Wednesday, May 02, 2007

We are traffic.

Good article in yeasterday's Independent, pointing out the lack of coverage of cycling of any type- sports, untiliy, you name it on TV, and trying to equate this with UK society's attitude to cycling. The article makes some good points, but the argument would be stronger if it referenced similar studies from abroad.

It's high time television started to take cycling seriously... - Independent Online Edition > Features:

Pity the research team at Cycling England, the charity set up to promote
the activity. They've just spent four weeks watching Britain's leading soaps, in
an effort to track the way cycling is portrayed as part of normal life on television - or if it is portrayed at all. Their conclusions won't come as a great surprise to anyone who cycles regularly, since riders are used to being thought of as misfits who have taken up some weird obsession.

In four weeks of watching EastEnders, Coronation Street, Emmerdale and Hollyoaks, the Cycling England researchers identified 95 lead characters. Only two of them were shown to own bikes (Mickey from EastEnders and Amy from Coronation Street). Of the four times lead characters were shown with bikes, viewers were hardly given the most positive image of cycling - the most noticeable way in which a bike featured was when poor old Stacey from EastEnders was mowed down by a rogue rider.

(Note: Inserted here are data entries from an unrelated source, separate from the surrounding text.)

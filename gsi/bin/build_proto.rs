//! Compiles `.proto` files into Rust modules and a `descriptors.bin` descriptor set that
//! `gsi --schema` can read.
use anyhow::{Context, bail};
use clap::Parser;
use std::{
    fs,
    path::{Path, PathBuf},
};

#[derive(Parser)]
#[command(name = "build-proto", version, about = "Compile .proto files for gsi")]
struct Args {
    /// Directory holding the .proto files, also used as the include path
    proto_dir: PathBuf,

    /// Where the generated modules and descriptors.bin are written
    #[arg(short, long, default_value = "generated")]
    out_dir: PathBuf,

    /// Compile only these files. A path that does not exist as given is looked up in the
    /// proto directory
    #[arg(short, long = "file")]
    files: Vec<PathBuf>,

    /// Also generate server traits
    #[arg(long)]
    server: bool,
}

fn main() -> anyhow::Result<()> {
    let args = Args::parse();

    let protos = if args.files.is_empty() {
        find_protos(&args.proto_dir)?
    } else {
        args.files
            .iter()
            .map(|f| resolve_proto(&args.proto_dir, f))
            .collect()
    };
    if protos.is_empty() {
        bail!("no .proto files in '{}'", args.proto_dir.display());
    }

    fs::create_dir_all(&args.out_dir)
        .with_context(|| format!("failed to create '{}'", args.out_dir.display()))?;

    println!("Compiling {} proto file(s)...", protos.len());

    tonic_prost_build::configure()
        .build_server(args.server)
        .build_client(true)
        .out_dir(&args.out_dir)
        .file_descriptor_set_path(args.out_dir.join("descriptors.bin"))
        .compile_protos(&protos, &[&args.proto_dir])
        .context("failed to compile protos")?;

    println!("Done! Generated files are in {}", args.out_dir.display());

    Ok(())
}

fn resolve_proto(proto_dir: &Path, file: &Path) -> PathBuf {
    if file.exists() {
        file.to_path_buf()
    } else {
        proto_dir.join(file)
    }
}

fn find_protos(dir: &Path) -> anyhow::Result<Vec<PathBuf>> {
    let entries =
        fs::read_dir(dir).with_context(|| format!("failed to read '{}'", dir.display()))?;

    let mut protos = Vec::new();
    for entry in entries {
        let path = entry?.path();
        if path.extension().is_some_and(|e| e == "proto") {
            protos.push(path);
        }
    }
    protos.sort();
    Ok(protos)
}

Given that three of the four shows are set in city locations, where all the figures suggest that cycling is booming, the lack of two wheels on the streets of the shows seems odd. Emmerdale characters, given the hilly location of the show, might be forgiven for being less inclined to ride regularly.

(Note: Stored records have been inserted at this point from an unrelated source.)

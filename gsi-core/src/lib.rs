//! # GSI Core
//!
//! `gsi-core` is the stub-generation and client-dispatch core of the GSI graph client SDK.
//! It turns interface definitions into callable, typed operations and executes them over
//! whichever wire protocol the definition binds them to.
//!
//! ## Key Components
//!
//! * **[`Schema`]:** The schema loader. Parses an OpenAPI 3 document (JSON or YAML) or a
//!   compiled protobuf `FileDescriptorSet` into an ordered set of [`SchemaOperation`]s.
//! * **[`synthesize`]:** The stub synthesizer. Maps every operation to a Rust method
//!   signature plus a protocol-specific invocation plan, producing a deterministic [`StubSet`].
//! * **[`GsiClient`]:** The protocol dispatcher. Owns one shared transport handle per protocol
//!   and a registry of bound stubs, and executes `invoke(operation, arguments)` with retries,
//!   timeouts and cancellation.
//!
//! ## Transports
//!
//! * **REST**: pooled `reqwest` client, JSON bodies.
//! * **gRPC**: tonic channel with a dynamic JSON <-> Protobuf codec (see [`grpc`]).
//! * **Cypher**: the HTTP transactional endpoint of Bolt-speaking graph servers.
//! * **Gremlin**: the Gremlin Server HTTP endpoint, with GraphSON untyping.
//!
//! ## Re-exports
//!
//! This crate re-exports `prost-reflect`, `tonic` and `tokio-util` to ensure that consumers
//! use compatible versions of these underlying dependencies.
//!
//! ```rust,no_run
//! use gsi_core::{ClientConfig, GsiClient, Schema};
//!
//! # async fn run() -> Result<(), Box<dyn std::error::Error>> {
//! let schema = Schema::from_path("interactive.yaml")?;
//! let config = ClientConfig::from_env()?;
//! let client = GsiClient::from_config(&schema, &config)?;
//!
//! let vertex = client
//!     .invoke("getVertex", serde_json::json!({ "id": "v1" }))
//!     .await?;
//! # Ok(())
//! # }
//! ```
pub mod client;
pub mod config;
pub mod grpc;
pub mod schema;
pub mod stub;
pub mod transport;

pub use client::{BlockingClient, DispatchError, GsiClient, InitError, InvokeOptions, RetryPolicy};
pub use config::{ClientConfig, ConfigError};
pub use schema::{
    Parameter, ParameterLocation, ProtocolBinding, QueryLanguage, Schema, SchemaOperation,
    SchemaParseError, TypeDef, TypeRef, Verb,
};
pub use stub::{
    BindError, ClientStub, StubDefinition, StubRegistry, StubSet, UnsupportedTypeError, synthesize,
};
pub use transport::{
    InvocationError, Protocol, TransportError, TransportErrorKind, TransportHandle, Transports,
};

// Re-exports
pub use prost_reflect;
pub use tokio_util;
pub use tonic;

/// Type alias for the standard boxed error used in generic bounds.
pub type BoxError = Box<dyn std::error::Error + Send + Sync + 'static>;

Does the lack of cycling on television in general and the soaps in particular matter? Well, yes, if you believe that what people watch on television influences how they behave in their own lives. Soap operas are meant to feature characters with whom viewers can identify - if the characters never ride a bike, it's less likely people will think about this form of transport.

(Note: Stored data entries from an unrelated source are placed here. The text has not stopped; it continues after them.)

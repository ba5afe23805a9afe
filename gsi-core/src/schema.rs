//! # Schema Loader
//!
//! Parses interface definitions into an in-memory [`Schema`]: an ordered list of
//! [`SchemaOperation`]s plus the named types they reference.
//!
//! Two input formats are supported:
//!
//! * **OpenAPI 3.x** documents, as JSON or YAML. Operations are bound to REST, unless they carry
//!   the `x-graph-query` extension, which binds them to a graph query protocol instead.
//! * **Protobuf** `FileDescriptorSet`s (the output of `protoc --descriptor_set_out`, or of the
//!   `build-proto` binary that the `gsi` crate builds with its `gen-proto` feature). Every
//!   service method becomes a gRPC operation.
//!
//! Loading has no side effects besides reading the input.
mod model;
mod openapi;
mod protobuf;

pub use model::*;

use crate::{stub::snake_ident, transport::Protocol};
use prost_reflect::{DescriptorError, DescriptorPool};
use std::collections::{BTreeMap, HashMap, HashSet};
use std::path::{Path, PathBuf};

#[derive(Debug, thiserror::Error)]
pub enum SchemaParseError {
    #[error("Failed to read schema file '{path}': '{source}'")]
    Io {
        path: PathBuf,
        source: std::io::Error,
    },
    #[error("Unrecognized schema file extension for '{0}', expected .json, .yaml, .yml, .bin, .pb or .desc")]
    UnknownFormat(PathBuf),
    #[error("Malformed OpenAPI JSON document: '{0}'")]
    Json(#[from] serde_json::Error),
    #[error("Malformed OpenAPI YAML document: '{0}'")]
    Yaml(String),
    #[error("Unsupported OpenAPI version '{0}', expected 3.x")]
    UnsupportedVersion(String),
    #[error("Failed to decode file descriptor set: '{0}'")]
    Descriptor(#[from] DescriptorError),
    #[error("Operation {verb} '{path}' has no operationId")]
    MissingOperationId { verb: Verb, path: String },
    #[error("Operation '{0}' is declared more than once")]
    DuplicateOperation(String),
    #[error("Operations '{first}' and '{second}' both map to the {protocol} method '{method}'")]
    MethodNameClash {
        first: String,
        second: String,
        protocol: Protocol,
        method: String,
    },
    #[error("Invalid schema at '{context}': {message}")]
    Invalid { context: String, message: String },
}

/// The format a schema was loaded from.
#[derive(Debug, Clone, Copy, PartialEq, Eq)]
pub enum SourceKind {
    OpenApi,
    Protobuf,
    /// Several schemas combined with [`Schema::merge`].
    Merged,
}

/// An ordered set of operations and the named types they reference.
#[derive(Debug, Clone)]
pub struct Schema {
    title: String,
    version: String,
    source: SourceKind,
    operations: Vec<SchemaOperation>,
    types: BTreeMap<String, TypeDef>,
    descriptor_pools: Vec<DescriptorPool>,
}

impl Schema {
    pub(crate) fn new(
        title: String,
        version: String,
        source: SourceKind,
        operations: Vec<SchemaOperation>,
        types: BTreeMap<String, TypeDef>,
    ) -> Result<Self, SchemaParseError> {
        ensure_unique_ids(&operations)?;
        Ok(Self {
            title,
            version,
            source,
            operations,
            types,
            descriptor_pools: Vec::new(),
        })
    }

    /// Parses an OpenAPI 3.x document in JSON format.
    pub fn from_openapi_json(document: &str) -> Result<Self, SchemaParseError> {
        let document = serde_json::from_str(document)?;
        openapi::load(document)
    }

    /// Parses an OpenAPI 3.x document in YAML format.
    pub fn from_openapi_yaml(document: &str) -> Result<Self, SchemaParseError> {
        let document =
            serde_saphyr::from_str(document).map_err(|e| SchemaParseError::Yaml(e.to_string()))?;
        openapi::load(document)
    }

    /// Decodes a binary `FileDescriptorSet`.
    pub fn from_descriptor_set(bytes: &[u8]) -> Result<Self, SchemaParseError> {
        let pool = DescriptorPool::decode(bytes)?;
        Self::from_descriptor_pool(pool)
    }

    /// Builds a schema from an already decoded descriptor pool.
    pub fn from_descriptor_pool(pool: DescriptorPool) -> Result<Self, SchemaParseError> {
        protobuf::load(pool)
    }

    /// Reads a schema file, picking the format from its extension.
    pub fn from_path(path: impl AsRef<Path>) -> Result<Self, SchemaParseError> {
        let path = path.as_ref();
        let extension = path
            .extension()
            .and_then(|e| e.to_str())
            .map(str::to_ascii_lowercase);

        let read_err = |source| SchemaParseError::Io {
            path: path.to_path_buf(),
            source,
        };

        match extension.as_deref() {
            Some("json") => Self::from_openapi_json(&std::fs::read_to_string(path).map_err(read_err)?),
            Some("yaml" | "yml") => {
                Self::from_openapi_yaml(&std::fs::read_to_string(path).map_err(read_err)?)
            }
            Some("bin" | "pb" | "desc") => {
                Self::from_descriptor_set(&std::fs::read(path).map_err(read_err)?)
            }
            _ => Err(SchemaParseError::UnknownFormat(path.to_path_buf())),
        }
    }

    /// Combines two schemas, e.g. an OpenAPI document for REST and a descriptor set for gRPC.
    ///
    /// Operation ids must stay unique across both inputs. Types are merged by name, the
    /// receiver's definition wins on conflicts.
    pub fn merge(mut self, other: Schema) -> Result<Self, SchemaParseError> {
        self.operations.extend(other.operations);
        ensure_unique_ids(&self.operations)?;

        for (name, def) in other.types {
            self.types.entry(name).or_insert(def);
        }
        self.descriptor_pools.extend(other.descriptor_pools);

        if self.title.is_empty() {
            self.title = other.title;
            self.version = other.version;
        }
        self.source = SourceKind::Merged;

        Ok(self)
    }

    pub fn title(&self) -> &str {
        &self.title
    }

    pub fn version(&self) -> &str {
        &self.version
    }

    pub fn source(&self) -> SourceKind {
        self.source
    }

    /// Operations in declaration order.
    pub fn operations(&self) -> &[SchemaOperation] {
        &self.operations
    }

    pub fn operation(&self, id: &str) -> Option<&SchemaOperation> {
        self.operations.iter().find(|op| op.id == id)
    }

    pub fn types(&self) -> &BTreeMap<String, TypeDef> {
        &self.types
    }

    pub fn type_def(&self, name: &str) -> Option<&TypeDef> {
        self.types.get(name)
    }

    /// Descriptor pools backing the gRPC operations of this schema.
    pub fn descriptor_pools(&self) -> &[DescriptorPool] {
        &self.descriptor_pools
    }

    pub(crate) fn with_descriptor_pool(mut self, pool: DescriptorPool) -> Self {
        self.descriptor_pools.push(pool);
        self
    }

    /// Follows aliases until a non-alias type is reached.
    ///
    /// Returns `None` if a named type is not declared, or if aliases form a cycle.
    pub fn resolve<'a>(&'a self, ty: &'a TypeRef) -> Option<&'a TypeRef> {
        let mut current = ty;
        let mut seen = HashSet::new();

        while let TypeRef::Named(name) = current {
            match self.types.get(name)? {
                TypeDef::Alias { target } => {
                    if !seen.insert(name.as_str()) {
                        return None;
                    }
                    current = target;
                }
                TypeDef::Object { .. } | TypeDef::Enum { .. } => return Some(current),
            }
        }

        Some(current)
    }
}

/// Operation ids must be unique, and so must the stub method names they map to. gRPC methods
/// are scoped by their service, every other protocol has a single scope.
fn ensure_unique_ids(operations: &[SchemaOperation]) -> Result<(), SchemaParseError> {
    let mut seen = HashSet::new();
    let mut methods = HashMap::new();
    for op in operations {
        if !seen.insert(op.id.as_str()) {
            return Err(SchemaParseError::DuplicateOperation(op.id.clone()));
        }

        let protocol = Protocol::of(&op.binding);
        let scope = match &op.binding {
            ProtocolBinding::Grpc { service, .. } => service.as_str(),
            _ => "",
        };
        let method = snake_ident(&op.id);
        if let Some(first) = methods.insert((protocol, scope, method.clone()), op.id.as_str()) {
            return Err(SchemaParseError::MethodNameClash {
                first: first.to_string(),
                second: op.id.clone(),
                protocol,
                method,
            });
        }
    }
    Ok(())
}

Phillip Darnton, chairman of Cycling England, certainly takes this view. It's no coincidence, he suggests, that 50 per cent fewer children cycle regularly compared with a generation ago - or that the UK has one of the lowest levels of cycle use in the European Union, in terms of the average mileage covered by bike by each citizen."The more cycling is portrayed as an everyday activity for normal people - on television and throughout the media - the more likely it is that the rest of us will feel more comfortable riding. If driving is always shown to be the default mode of ransport for Britons, it will continue to be so."